More Endurance at Lower Weight?

Does an Athlete at 190 Lbs have more endurance than he would have at 225 Lbs ? I am talking about equally conditioned.

[quote]pittbulll wrote:
Does an Athlete at 190 Lbs have more endurance than he would have at 225 Lbs ? I am talking about equally conditioned. [/quote]

It depends what you mean by conditioning. If you’re talking about cardio vascular conditioning then I’d say “yes” he would have better conditioning at 190lbs.

VO2 max is a test for determining the amount of oxygen that an individual can uptake, per minute, and is used as a determinant of cardiovascular fitness. This test includes weight in part of its’ calculation. The heavier the individual the lower the VO2 max and therefore cv fitness.

It’s easy to see in real life situations. Elite marathon runners aren’t skinny for the hell of it and light weight boxers punch at a rate than would have a heavyweight blowing in 3 rounds.

Wheels

[quote]steelwheels wrote:
pittbulll wrote:
Does an Athlete at 190 Lbs have more endurance than he would have at 225 Lbs ? I am talking about equally conditioned.

It depends what you mean by conditioning. If you’re talking about cardio vascular conditioning then I’d say “yes” he would have better conditioning at 190lbs.

VO2 max is a test for determining the amount of oxygen that an individual can uptake, per minute, and is used as a determinant of cardiovascular fitness. This test includes weight in part of its’ calculation. The heavier the individual the lower the VO2 max and therefore cv fitness.

It’s easy to see in real life situations. Elite marathon runners aren’t skinny for the hell of it and light weight boxers punch at a rate than would have a heavyweight blowing in 3 rounds.

Wheels

[/quote]

It depends what kind of endurance and how you’re testing/displaying it. In fact, if an athlete gained tons of muscular weight, their relative and absolute VO2 could go up because fat isn’t metabolically active tissue, so incidentally, I don’t take it as a particularly good measure of endurance for the purposes of this discussion.

The point about the boxer is probably valid, however, the heavyweight will throw fewer punches, true, but the punches he throws in the later rounds will be harder then the ones the flyweight threw in the first.

In otherwords, even if he is more fatigable, because his baseline of strength was higher, he will likely retain more absolute strength.

More to the point, please explain what you mean by endurance and in what context.

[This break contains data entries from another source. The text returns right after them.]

/// A missing agent binary surfaces as an I/O error and leaves the client idle.
#[tokio::test]
async fn launch_of_missing_agent_fails() {
    let dir = temp_dir();
    let (client, _) = client_for(&dir.path().join("no-such-agent"), dir.path());

    let err = client.launch().await.expect_err("missing binary");
    assert!(matches!(err, AppError::Io(_)), "got {err:?}");
    assert!(!client.is_running().await);
}

// ── Request / response ───────────────────────────────────────────────────────

/// Agent answering `{}` to request 1: initialize succeeds with defaults.
#[tokio::test]
async fn initialize_against_echo_agent() {
    let dir = temp_dir();
    let agent = write_agent(
        dir.path(),
        "while IFS= read -r line; do printf '%s\\n' '{\"jsonrpc\":\"2.0\",\"id\":1,\"result\":{}}'; done",
    );
    let (client, _) = client_for(&agent, dir.path());
    client.launch().await.expect("launch");

    let response = client.initialize(None).await.expect("initialize");
    assert_eq!(response.protocol_version, 1);
    assert!(!response.agent_capabilities.load_session);
    assert!(response.auth_methods.is_empty());
    assert_eq!(client.pending_count().await, 0);

    client.terminate().await;
}

/// Outgoing ids start at 1 and strictly increase, including under concurrency.
#[tokio::test]
async fn request_ids_strictly_increase() {
    let dir = temp_dir();
    let agent = id_echo_agent(dir.path());
    let mut config = config_for(&agent, dir.path());
    config.debug_stream = true;
    let (client, _) = client_with_config(config);
    client.launch().await.expect("launch");
    let mut debug = client.take_debug_messages().await.expect("debug stream");

    for n in 1..=5_i64 {
        let result = client
            .send_request("ping", None, Some(Duration::from_secs(5)))
            .await
            .expect("sequential response");
        assert_eq!(result, json!({ "echo": n }));
    }

    let client = Arc::new(client);
    let handles: Vec<_> = (0..10)
        .map(|_| {
            let client = Arc::clone(&client);
            tokio::spawn(async move {
                client
                    .send_request("ping", None, Some(Duration::from_secs(5)))
                    .await
            })
        })
        .collect();
    for handle in handles {
        handle.await.expect("join").expect("concurrent response");
    }

    let mut outgoing = Vec::new();
    while let Ok(message) = debug.try_recv() {
        if message.direction == Direction::Outgoing {
            let value: serde_json::Value =
                serde_json::from_slice(&message.raw).expect("mirrored json");
            outgoing.push(value["id"].as_i64().expect("numeric id"));
        }
    }
    assert_eq!(outgoing.len(), 15);
    assert!(outgoing.windows(2).all(|pair| pair[0] < pair[1]), "{outgoing:?}");
    assert_eq!(outgoing.first(), Some(&1));

    client.terminate().await;
}
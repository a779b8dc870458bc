//! Error types shared across the application.

use std::fmt::{Display, Formatter};
use std::time::Duration;

use crate::acp::message::JsonRpcError;

/// Shared application result type.
pub type Result<T> = std::result::Result<T, AppError>;

/// Application error enumeration covering all domain failure modes.
#[derive(Debug)]
pub enum AppError {
    /// Configuration parsing or validation failure.
    Config(String),
    /// Persistence failure when interacting with `SQLite`.
    Db(String),
    /// ACP framing or envelope encoding failure.
    Acp(String),
    /// `launch` was called while a child process is still running.
    AlreadyRunning,
    /// An outgoing call was attempted outside the running state, or the
    /// client was terminated while the call was outstanding.
    ProcessNotRunning,
    /// The agent process exited while the call was outstanding.
    ProcessExited(Option<i32>),
    /// Writing a message to the agent's stdin failed.
    Write(String),
    /// No response arrived before the caller's deadline.
    Timeout {
        /// Method of the request that timed out.
        method: String,
        /// Deadline that elapsed.
        after: Duration,
    },
    /// The agent answered with a JSON-RPC error object.
    Agent(JsonRpcError),
    /// A payload could not be decoded into the expected shape.
    Decode(String),
    /// Requested entity does not exist.
    NotFound(String),
    /// File system path failed validation.
    PathViolation(String),
    /// File-system or I/O operation failure.
    Io(String),
}

impl Display for AppError {
    fn fmt(&self, f: &mut Formatter<'_>) -> std::fmt::Result {
        match self {
            Self::Config(msg) => write!(f, "config: {msg}"),
            Self::Db(msg) => write!(f, "db: {msg}"),
            Self::Acp(msg) => write!(f, "acp: {msg}"),
            Self::AlreadyRunning => write!(f, "process already running"),
            Self::ProcessNotRunning => write!(f, "process not running"),
            Self::ProcessExited(Some(code)) => write!(f, "process failed with exit code {code}"),
            Self::ProcessExited(None) => write!(f, "process failed (terminated by signal)"),
            Self::Write(msg) => write!(f, "write failed: {msg}"),
            Self::Timeout { method, after } => {
                write!(f, "request '{method}' timed out after {after:?}")
            }
            Self::Agent(err) => write!(f, "agent error {}: {}", err.code, err.message),
            Self::Decode(msg) => write!(f, "decode: {msg}"),
            Self::NotFound(msg) => write!(f, "not found: {msg}"),
            Self::PathViolation(msg) => write!(f, "path violation: {msg}"),
            Self::Io(msg) => write!(f, "io: {msg}"),
        }
    }
}

impl std::error::Error for AppError {}

impl From<toml::de::Error> for AppError {
    fn from(err: toml::de::Error) -> Self {
        Self::Config(format!("invalid config: {err}"))
    }
}

impl From<sqlx::Error> for AppError {
    fn from(err: sqlx::Error) -> Self {
        Self::Db(err.to_string())
    }
}

impl From<serde_json::Error> for AppError {
    fn from(err: serde_json::Error) -> Self {
        Self::Decode(err.to_string())
    }
}

impl From<std::io::Error> for AppError {
    fn from(err: std::io::Error) -> Self {
        Self::Io(err.to_string())
    }
}
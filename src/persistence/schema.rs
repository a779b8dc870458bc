//! `SQLite` schema bootstrap logic.
//!
//! Table definitions use `CREATE TABLE IF NOT EXISTS` and are safe to
//! re-run on every start.

use sqlx::SqlitePool;

use crate::Result;

/// Apply all table definitions to the connected `SQLite` database.
///
/// # Errors
///
/// Returns `AppError::Db` if any DDL statement fails.
pub async fn bootstrap_schema(pool: &SqlitePool) -> Result<()> {
    let ddl = r"
CREATE TABLE IF NOT EXISTS agent_session (
    session_key     TEXT PRIMARY KEY NOT NULL,
    session_id      TEXT NOT NULL,
    updated_at      TEXT NOT NULL
);
";

    sqlx::raw_sql(ddl).execute(pool).await?;
    Ok(())
}
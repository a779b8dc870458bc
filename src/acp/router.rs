//! Dispatch of agent-initiated requests to host delegates.
//!
//! The agent calls back into the client for filesystem access, permission
//! prompts and terminal control. [`RequestRouter`] decodes the params for
//! each known method, invokes the matching delegate, and shapes the outcome
//! into a JSON-RPC result or error object. It holds no state apart from the
//! delegate handles.

use std::future::Future;
use std::pin::Pin;
use std::sync::Arc;

use serde::de::DeserializeOwned;
use serde::Serialize;
use serde_json::{json, Value};
use tracing::{debug, warn};

use crate::acp::message::JsonRpcError;
use crate::acp::rpc_error;
use crate::acp::schema::{
    methods, CreateTerminalRequest, CreateTerminalResponse, ReadTextFileRequest,
    ReadTextFileResponse, RequestPermissionRequest, RequestPermissionResponse, TerminalExitStatus,
    TerminalOutputResponse, TerminalRequest, WriteTextFileRequest,
};
use crate::Result;

/// Boxed future returned by delegate methods.
pub type DelegateFuture<'a, T> = Pin<Box<dyn Future<Output = Result<T>> + Send + 'a>>;

/// Host services for filesystem access and permission prompts.
pub trait ClientDelegate: Send + Sync {
    /// Read a text file, optionally a line window of it.
    ///
    /// # Errors
    ///
    /// Any error is reported to the agent as an internal error.
    fn read_text_file(&self, request: ReadTextFileRequest) -> DelegateFuture<'_, ReadTextFileResponse>;

    /// Write (create or replace) a text file.
    ///
    /// # Errors
    ///
    /// Any error is reported to the agent as an internal error.
    fn write_text_file(&self, request: WriteTextFileRequest) -> DelegateFuture<'_, ()>;

    /// Ask the user to approve a tool call.
    ///
    /// # Errors
    ///
    /// Any error is reported to the agent as an internal error.
    fn request_permission(
        &self,
        request: RequestPermissionRequest,
    ) -> DelegateFuture<'_, RequestPermissionResponse>;
}

/// Host services for agent-controlled terminals.
pub trait TerminalDelegate: Send + Sync {
    /// Start a command and return its terminal handle.
    ///
    /// # Errors
    ///
    /// Any error is reported to the agent as an internal error.
    fn create_terminal(
        &self,
        request: CreateTerminalRequest,
    ) -> DelegateFuture<'_, CreateTerminalResponse>;

    /// Output captured so far.
    ///
    /// # Errors
    ///
    /// Any error is reported to the agent as an internal error.
    fn terminal_output(&self, request: TerminalRequest) -> DelegateFuture<'_, TerminalOutputResponse>;

    /// Wait until the command exits.
    ///
    /// # Errors
    ///
    /// Any error is reported to the agent as an internal error.
    fn wait_for_terminal_exit(
        &self,
        request: TerminalRequest,
    ) -> DelegateFuture<'_, TerminalExitStatus>;

    /// Kill the command but keep its output available.
    ///
    /// # Errors
    ///
    /// Any error is reported to the agent as an internal error.
    fn kill_terminal(&self, request: TerminalRequest) -> DelegateFuture<'_, ()>;

    /// Kill the command if needed and forget the terminal.
    ///
    /// # Errors
    ///
    /// Any error is reported to the agent as an internal error.
    fn release_terminal(&self, request: TerminalRequest) -> DelegateFuture<'_, ()>;
}

/// Method-name router for agent-initiated requests.
#[derive(Clone)]
pub struct RequestRouter {
    client: Arc<dyn ClientDelegate>,
    terminal: Option<Arc<dyn TerminalDelegate>>,
}

impl std::fmt::Debug for RequestRouter {
    fn fmt(&self, f: &mut std::fmt::Formatter<'_>) -> std::fmt::Result {
        f.debug_struct("RequestRouter")
            .field("terminal", &self.terminal.is_some())
            .finish_non_exhaustive()
    }
}

impl RequestRouter {
    /// Router without terminal support.
    #[must_use]
    pub fn new(client: Arc<dyn ClientDelegate>) -> Self {
        Self {
            client,
            terminal: None,
        }
    }

    /// Install a terminal delegate.
    #[must_use]
    pub fn with_terminal(mut self, terminal: Arc<dyn TerminalDelegate>) -> Self {
        self.terminal = Some(terminal);
        self
    }

    /// Whether `terminal/*` methods are served.
    #[must_use]
    pub fn has_terminal(&self) -> bool {
        self.terminal.is_some()
    }

    /// Handle one agent-initiated request.
    ///
    /// # Errors
    ///
    /// - `-32601` for unknown methods, and for terminal methods when no
    ///   terminal delegate is installed.
    /// - `-32602` when the params do not decode.
    /// - `-32603` when the delegate fails.
    pub async fn route(
        &self,
        method: &str,
        params: Option<Value>,
    ) -> std::result::Result<Value, JsonRpcError> {
        debug!(method, "router: dispatching agent request");
        match method {
            methods::FS_READ_TEXT_FILE => {
                let request = decode_params(params)?;
                shape(self.client.read_text_file(request).await, method)
            }
            methods::FS_WRITE_TEXT_FILE => {
                let request = decode_params(params)?;
                empty(self.client.write_text_file(request).await, method)
            }
            methods::SESSION_REQUEST_PERMISSION => {
                let request = decode_params(params)?;
                shape(self.client.request_permission(request).await, method)
            }
            methods::TERMINAL_CREATE => {
                let terminal = self.terminal(method)?;
                let request = decode_params(params)?;
                shape(terminal.create_terminal(request).await, method)
            }
            methods::TERMINAL_OUTPUT => {
                let terminal = self.terminal(method)?;
                let request = decode_params(params)?;
                shape(terminal.terminal_output(request).await, method)
            }
            methods::TERMINAL_WAIT_FOR_EXIT => {
                let terminal = self.terminal(method)?;
                let request = decode_params(params)?;
                shape(terminal.wait_for_terminal_exit(request).await, method)
            }
            methods::TERMINAL_KILL => {
                let terminal = self.terminal(method)?;
                let request = decode_params(params)?;
                empty(terminal.kill_terminal(request).await, method)
            }
            methods::TERMINAL_RELEASE => {
                let terminal = self.terminal(method)?;
                let request = decode_params(params)?;
                empty(terminal.release_terminal(request).await, method)
            }
            other => {
                debug!(method = other, "router: unknown method");
                Err(rpc_error::method_not_found(other))
            }
        }
    }

    fn terminal(&self, method: &str) -> std::result::Result<&Arc<dyn TerminalDelegate>, JsonRpcError> {
        self.terminal
            .as_ref()
            .ok_or_else(|| rpc_error::method_not_found(method))
    }
}

// ── Private helpers ──────────────────────────────────────────────────────────

fn decode_params<T: DeserializeOwned>(params: Option<Value>) -> std::result::Result<T, JsonRpcError> {
    serde_json::from_value(params.unwrap_or(Value::Null))
        .map_err(|e| rpc_error::invalid_params(e.to_string()))
}

fn shape<T: Serialize>(outcome: Result<T>, method: &str) -> std::result::Result<Value, JsonRpcError> {
    match outcome {
        Ok(payload) => serde_json::to_value(payload).map_err(|e| rpc_error::internal_error(&e)),
        Err(err) => {
            warn!(method, %err, "router: delegate failed");
            Err(rpc_error::internal_error(&err))
        }
    }
}

fn empty(outcome: Result<()>, method: &str) -> std::result::Result<Value, JsonRpcError> {
    shape(outcome.map(|()| json!({})), method)
}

Thank you for your in put. I will follow up on the VO2 angle

Also, the weight in itself might be a factor. If he’s running, the heavier guy is at a disadvantage.

But if he’s riding a bicycle (not uphill) or just moving weights, the body weight is much less a factor.

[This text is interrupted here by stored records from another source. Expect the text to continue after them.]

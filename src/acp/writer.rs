//! ACP writer task.
//!
//! Owns the agent's `stdin`. Outbound lines arrive through a tokio [`mpsc`]
//! channel and are written one at a time, so each message reaches the pipe
//! as one uninterrupted unit. Every write is acknowledged through a
//! [`oneshot`] so the sender learns whether its message made it out.

use tokio::io::{AsyncWrite, AsyncWriteExt};
use tokio::sync::{mpsc, oneshot};
use tokio_util::sync::CancellationToken;
use tracing::{debug, warn};

use crate::{AppError, Result};

/// One queued outbound line.
#[derive(Debug)]
pub struct WriteCommand {
    /// Encoded message including its single trailing `\n`.
    pub bytes: Vec<u8>,
    /// Receives the outcome of the write.
    pub ack: oneshot::Sender<Result<()>>,
}

/// Write queued NDJSON lines to `stdin`.
///
/// The task exits cleanly when:
/// - `cancel` is triggered (graceful shutdown),
/// - `msg_rx` is closed (all senders dropped), or
/// - a write fails; the failing command is acknowledged with
///   [`AppError::Write`] and any later commands see their ack dropped.
///
/// # Errors
///
/// Always returns `Ok(())`; write failures are reported per command.
pub async fn run_writer<W>(
    label: String,
    stdin: W,
    mut msg_rx: mpsc::Receiver<WriteCommand>,
    cancel: CancellationToken,
) -> Result<()>
where
    W: AsyncWrite + Unpin + Send,
{
    let mut stdin = stdin;

    loop {
        tokio::select! {
            biased;

            () = cancel.cancelled() => {
                debug!(agent = %label, "acp writer: cancellation received, stopping");
                break;
            }

            cmd = msg_rx.recv() => {
                let Some(WriteCommand { bytes, ack }) = cmd else {
                    debug!(agent = %label, "acp writer: message channel closed, stopping");
                    break;
                };

                let outcome = write_line(&mut stdin, &bytes).await;
                let failed = outcome.is_err();
                if let Err(ref e) = outcome {
                    warn!(agent = %label, error = %e, "acp writer: write to stdin failed");
                }

                // The sender may have given up waiting; that is not an error here.
                let _ = ack.send(outcome);

                if failed {
                    break;
                }
            }
        }
    }

    Ok(())
}

async fn write_line<W>(stdin: &mut W, bytes: &[u8]) -> Result<()>
where
    W: AsyncWrite + Unpin + Send,
{
    stdin
        .write_all(bytes)
        .await
        .map_err(|e| AppError::Write(e.to_string()))?;
    stdin
        .flush()
        .await
        .map_err(|e| AppError::Write(e.to_string()))
}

Considering what most people look at as “endurance” realm. Someone who is 190 lbs is still pretty damn heavy for an endurance athlete.

I’m ~165lbs at my race weight and that is still considered heavy. The biggest factor (as mentioned) is uphill.

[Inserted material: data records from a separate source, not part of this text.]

//! ACP protocol client.
//!
//! [`AcpClient`] drives one agent process through its lifecycle:
//!
//! ```text
//! NotLaunched ──launch──▶ Running ──terminate / child exit──▶ Terminated
//! ```
//!
//! Outgoing requests get monotonically increasing numeric ids and a pending
//! entry that is registered before the line is written. A single dispatch
//! task consumes the process event channel in wire order:
//!
//! - responses resolve the matching pending entry,
//! - notifications are published on an unbounded stream,
//! - agent requests go through the [`RequestRouter`] and are answered with
//!   the original id.
//!
//! All mutable state sits behind one [`Mutex`], so no two operations ever
//! observe or mutate the pending table at the same time.

use std::collections::HashMap;
use std::path::Path;
use std::sync::Arc;
use std::time::Duration;

use bytes::Bytes;
use chrono::{DateTime, Utc};
use serde::de::DeserializeOwned;
use serde::Serialize;
use serde_json::Value;
use tokio::sync::{mpsc, oneshot, Mutex};
use tokio_util::sync::CancellationToken;
use tracing::{debug, info, warn};

use crate::acp::interpreter::ShebangProbe;
use crate::acp::message::{
    decode_inbound, detect_method, from_value, to_value, Inbound, JsonRpcError, Notification,
    Request, RequestId,
};
use crate::acp::process::{EnvSource, MessageWriter, ProcessEvent, ProcessManager};
use crate::acp::router::{DelegateFuture, RequestRouter};
use crate::acp::rpc_error::into_response;
use crate::acp::schema::{
    methods, AuthenticateRequest, CancelNotification, ClientCapabilities, ContentBlock,
    FileSystemCapability, Implementation, InitializeRequest, InitializeResponse,
    LoadSessionOutcome, LoadSessionRequest, LoadSessionResponse, McpServer, NewSessionRequest,
    NewSessionResponse, PromptRequest, PromptResponse, SessionConfigOption, SessionId,
    SetSessionConfigOptionRequest, SetSessionConfigOptionResponse, SetSessionModeRequest,
    SetSessionModelRequest, PROTOCOL_VERSION,
};
use crate::{AppError, ClientConfig, Result};

/// Error-text fragments that mean "the session is already loaded".
const ALREADY_ACTIVE_MARKERS: [&str; 3] = ["already active", "already started", "already exists"];

/// Direction of a mirrored payload.
#[derive(Debug, Clone, Copy, PartialEq, Eq)]
pub enum Direction {
    /// Agent to client.
    Incoming,
    /// Client to agent.
    Outgoing,
}

/// One raw payload mirrored on the debug stream.
#[derive(Debug, Clone, PartialEq, Eq)]
pub struct DebugMessage {
    /// Which way the payload travelled.
    pub direction: Direction,
    /// When it was observed.
    pub timestamp: DateTime<Utc>,
    /// Payload bytes without the line terminator.
    pub raw: Bytes,
    /// Method name, when the payload has one.
    pub method: Option<String>,
}

/// Persistence of the agent session id per host-defined key.
pub trait SessionStore: Send + Sync {
    /// Remember `session_id` under `key`.
    ///
    /// # Errors
    ///
    /// Returns [`AppError::Db`] on storage failure.
    fn save<'a>(&'a self, key: &'a str, session_id: &'a SessionId) -> DelegateFuture<'a, ()>;

    /// Forget the id stored under `key`.
    ///
    /// # Errors
    ///
    /// Returns [`AppError::Db`] on storage failure.
    fn clear<'a>(&'a self, key: &'a str) -> DelegateFuture<'a, ()>;

    /// Id stored under `key`, if any.
    ///
    /// # Errors
    ///
    /// Returns [`AppError::Db`] on storage failure.
    fn get<'a>(&'a self, key: &'a str) -> DelegateFuture<'a, Option<SessionId>>;
}

/// How [`AcpClient::resume_or_create`] obtained its session.
#[derive(Debug, Clone, PartialEq)]
pub enum ResumedSession {
    /// A stored session was loaded.
    Loaded(LoadSessionOutcome),
    /// A fresh session was created and stored.
    Created(NewSessionResponse),
}

impl ResumedSession {
    /// Id of the session in use.
    #[must_use]
    pub fn session_id(&self) -> &SessionId {
        match self {
            Self::Loaded(outcome) => &outcome.session_id,
            Self::Created(response) => &response.session_id,
        }
    }
}

#[derive(Debug, Clone, Copy, PartialEq, Eq)]
enum RunState {
    NotLaunched,
    Running,
    Terminated,
}

type PendingSender = oneshot::Sender<Result<Value>>;

struct ClientState {
    run: RunState,
    /// Bumped on every launch so a stale dispatch task cannot touch a newer run.
    generation: u64,
    next_id: i64,
    pending: HashMap<RequestId, PendingSender>,
    process: ProcessManager,
    writer: Option<MessageWriter>,
    notification_tx: Option<mpsc::UnboundedSender<Notification>>,
    notification_rx: Option<mpsc::UnboundedReceiver<Notification>>,
    debug_tx: Option<mpsc::UnboundedSender<DebugMessage>>,
    debug_rx: Option<mpsc::UnboundedReceiver<DebugMessage>>,
    dispatch: Option<CancellationToken>,
}

impl ClientState {
    fn open_streams(&mut self, debug_enabled: bool) {
        if self.notification_tx.is_none() {
            let (tx, rx) = mpsc::unbounded_channel();
            self.notification_tx = Some(tx);
            self.notification_rx = Some(rx);
        }
        if debug_enabled && self.debug_tx.is_none() {
            let (tx, rx) = mpsc::unbounded_channel();
            self.debug_tx = Some(tx);
            self.debug_rx = Some(rx);
        }
    }

    fn close_streams(&mut self) {
        self.writer = None;
        self.notification_tx = None;
        self.debug_tx = None;
    }

    fn fail_pending(&mut self, reason: impl Fn() -> AppError) -> usize {
        let count = self.pending.len();
        for (_, tx) in self.pending.drain() {
            // The caller may already have given up; nothing to do then.
            let _ = tx.send(Err(reason()));
        }
        count
    }

    fn mirror(&self, direction: Direction, raw: &[u8], method: Option<String>) {
        if let Some(tx) = &self.debug_tx {
            let raw = raw.strip_suffix(b"\n").unwrap_or(raw);
            let _ = tx.send(DebugMessage {
                direction,
                timestamp: Utc::now(),
                raw: Bytes::copy_from_slice(raw),
                method,
            });
        }
    }
}

struct Inner {
    config: ClientConfig,
    router: RequestRouter,
    state: Mutex<ClientState>,
}

/// Client side of one ACP connection.
pub struct AcpClient {
    inner: Arc<Inner>,
    shutdown: CancellationToken,
}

The relative VO2 max is definitely a factor as mentioned. Absolute VO2 max is what you’d look at to be equally conditioned but the relative VO2 max would be different. Incidentally, Lactate Threshold is more of an indicator of endurance ability and that is generally a HR based issue. Someone who is heavier is typically going to have a higher HR because the amount of tissue the heart has to pump blood through as opposed to a leaner individual.

Plus its very hard to have a 225lb person who is slow twitch dominant. Slow twitch fibers are not very responsive to hypertrophy training so chances are the bigger person (at the same body fat) will be using mostly fast twitch fibers which will fatigue much faster.

My question is because over the last 20 years I have put on 50 lbs. Most of it is muscle, but I could lose some fat. But in those 20 years my endurance has suffered immensely. 20 years ago I mostly trained my slow twitch muscles .Today I train mostly my type 2 muscle fiber.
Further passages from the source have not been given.